# Source records
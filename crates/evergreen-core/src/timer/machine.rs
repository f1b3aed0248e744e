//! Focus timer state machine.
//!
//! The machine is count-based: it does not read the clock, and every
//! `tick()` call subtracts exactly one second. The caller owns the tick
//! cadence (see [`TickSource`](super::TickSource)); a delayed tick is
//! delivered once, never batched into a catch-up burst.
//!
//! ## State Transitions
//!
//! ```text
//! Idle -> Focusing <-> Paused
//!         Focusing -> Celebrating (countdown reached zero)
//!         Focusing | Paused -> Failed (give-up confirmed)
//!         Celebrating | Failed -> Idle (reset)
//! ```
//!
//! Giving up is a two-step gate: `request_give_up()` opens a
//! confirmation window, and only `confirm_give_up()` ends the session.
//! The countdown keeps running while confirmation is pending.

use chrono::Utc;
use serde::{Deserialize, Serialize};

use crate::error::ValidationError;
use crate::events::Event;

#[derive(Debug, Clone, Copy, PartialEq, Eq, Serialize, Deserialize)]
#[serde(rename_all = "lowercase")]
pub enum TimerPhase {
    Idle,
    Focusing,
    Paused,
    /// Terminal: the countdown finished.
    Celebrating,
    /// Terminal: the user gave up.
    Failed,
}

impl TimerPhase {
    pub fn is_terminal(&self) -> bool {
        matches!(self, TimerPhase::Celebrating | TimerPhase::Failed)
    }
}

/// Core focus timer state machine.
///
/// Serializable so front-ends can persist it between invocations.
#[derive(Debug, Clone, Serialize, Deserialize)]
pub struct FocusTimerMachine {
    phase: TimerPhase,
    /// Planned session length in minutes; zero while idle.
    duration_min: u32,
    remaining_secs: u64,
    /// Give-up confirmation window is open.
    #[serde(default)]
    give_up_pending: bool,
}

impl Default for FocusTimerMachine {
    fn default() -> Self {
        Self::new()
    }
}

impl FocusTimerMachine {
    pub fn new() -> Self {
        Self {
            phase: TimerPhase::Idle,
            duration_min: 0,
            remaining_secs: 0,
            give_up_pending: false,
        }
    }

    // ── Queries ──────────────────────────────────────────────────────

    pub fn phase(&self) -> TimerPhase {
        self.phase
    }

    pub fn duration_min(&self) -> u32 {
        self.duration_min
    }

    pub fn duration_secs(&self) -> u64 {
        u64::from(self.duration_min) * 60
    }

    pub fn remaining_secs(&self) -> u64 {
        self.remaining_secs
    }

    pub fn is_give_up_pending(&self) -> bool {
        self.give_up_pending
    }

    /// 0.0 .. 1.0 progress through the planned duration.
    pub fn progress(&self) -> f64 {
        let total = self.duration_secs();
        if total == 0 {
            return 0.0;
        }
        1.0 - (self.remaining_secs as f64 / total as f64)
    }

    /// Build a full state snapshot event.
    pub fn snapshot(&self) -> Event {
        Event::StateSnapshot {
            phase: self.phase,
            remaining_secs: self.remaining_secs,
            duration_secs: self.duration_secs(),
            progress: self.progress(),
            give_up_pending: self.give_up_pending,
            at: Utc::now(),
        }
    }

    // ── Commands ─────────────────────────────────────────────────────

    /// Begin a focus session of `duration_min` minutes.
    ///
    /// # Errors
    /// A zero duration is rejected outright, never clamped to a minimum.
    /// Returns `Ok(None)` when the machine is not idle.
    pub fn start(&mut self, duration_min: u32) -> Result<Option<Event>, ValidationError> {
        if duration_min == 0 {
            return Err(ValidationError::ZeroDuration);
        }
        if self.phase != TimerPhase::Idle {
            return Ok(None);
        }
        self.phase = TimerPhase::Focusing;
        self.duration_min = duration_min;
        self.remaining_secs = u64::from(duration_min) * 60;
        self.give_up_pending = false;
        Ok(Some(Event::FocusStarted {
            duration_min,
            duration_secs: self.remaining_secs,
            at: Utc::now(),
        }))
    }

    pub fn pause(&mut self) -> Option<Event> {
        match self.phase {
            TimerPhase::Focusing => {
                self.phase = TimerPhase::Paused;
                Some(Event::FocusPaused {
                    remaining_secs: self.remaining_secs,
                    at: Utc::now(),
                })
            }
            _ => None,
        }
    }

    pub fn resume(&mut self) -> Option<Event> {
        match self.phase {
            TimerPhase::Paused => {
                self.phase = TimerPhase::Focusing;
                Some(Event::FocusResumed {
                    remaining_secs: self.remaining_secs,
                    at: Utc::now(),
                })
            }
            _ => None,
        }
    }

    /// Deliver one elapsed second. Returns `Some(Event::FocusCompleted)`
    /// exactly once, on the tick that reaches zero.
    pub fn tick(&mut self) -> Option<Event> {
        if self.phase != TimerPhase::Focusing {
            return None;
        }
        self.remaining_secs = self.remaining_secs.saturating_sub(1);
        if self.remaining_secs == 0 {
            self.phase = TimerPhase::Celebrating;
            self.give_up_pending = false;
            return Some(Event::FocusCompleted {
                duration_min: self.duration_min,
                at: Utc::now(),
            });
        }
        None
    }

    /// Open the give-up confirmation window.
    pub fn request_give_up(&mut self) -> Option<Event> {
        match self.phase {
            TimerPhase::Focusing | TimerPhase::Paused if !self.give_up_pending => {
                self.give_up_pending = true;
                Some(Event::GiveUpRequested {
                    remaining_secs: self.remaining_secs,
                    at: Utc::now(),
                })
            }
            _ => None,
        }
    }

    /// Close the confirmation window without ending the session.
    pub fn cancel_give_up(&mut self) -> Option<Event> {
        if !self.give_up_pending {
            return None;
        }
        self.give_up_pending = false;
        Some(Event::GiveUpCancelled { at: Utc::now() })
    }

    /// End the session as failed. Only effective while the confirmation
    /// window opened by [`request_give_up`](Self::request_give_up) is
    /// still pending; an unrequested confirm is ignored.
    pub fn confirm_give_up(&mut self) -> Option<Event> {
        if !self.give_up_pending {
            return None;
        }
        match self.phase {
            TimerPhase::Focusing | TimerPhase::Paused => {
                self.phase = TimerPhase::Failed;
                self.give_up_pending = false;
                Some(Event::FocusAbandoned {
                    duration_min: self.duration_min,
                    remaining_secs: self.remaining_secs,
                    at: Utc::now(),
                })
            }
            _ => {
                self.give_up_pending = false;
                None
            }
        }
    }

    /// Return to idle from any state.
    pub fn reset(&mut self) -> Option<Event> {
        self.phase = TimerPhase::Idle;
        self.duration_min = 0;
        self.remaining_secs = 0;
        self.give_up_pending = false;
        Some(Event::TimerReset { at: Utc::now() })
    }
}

# TASK OBJECTIVE
How many lines in the records above contain the word "once"? State that number and nothing more.

# EXPECTED ANSWER
2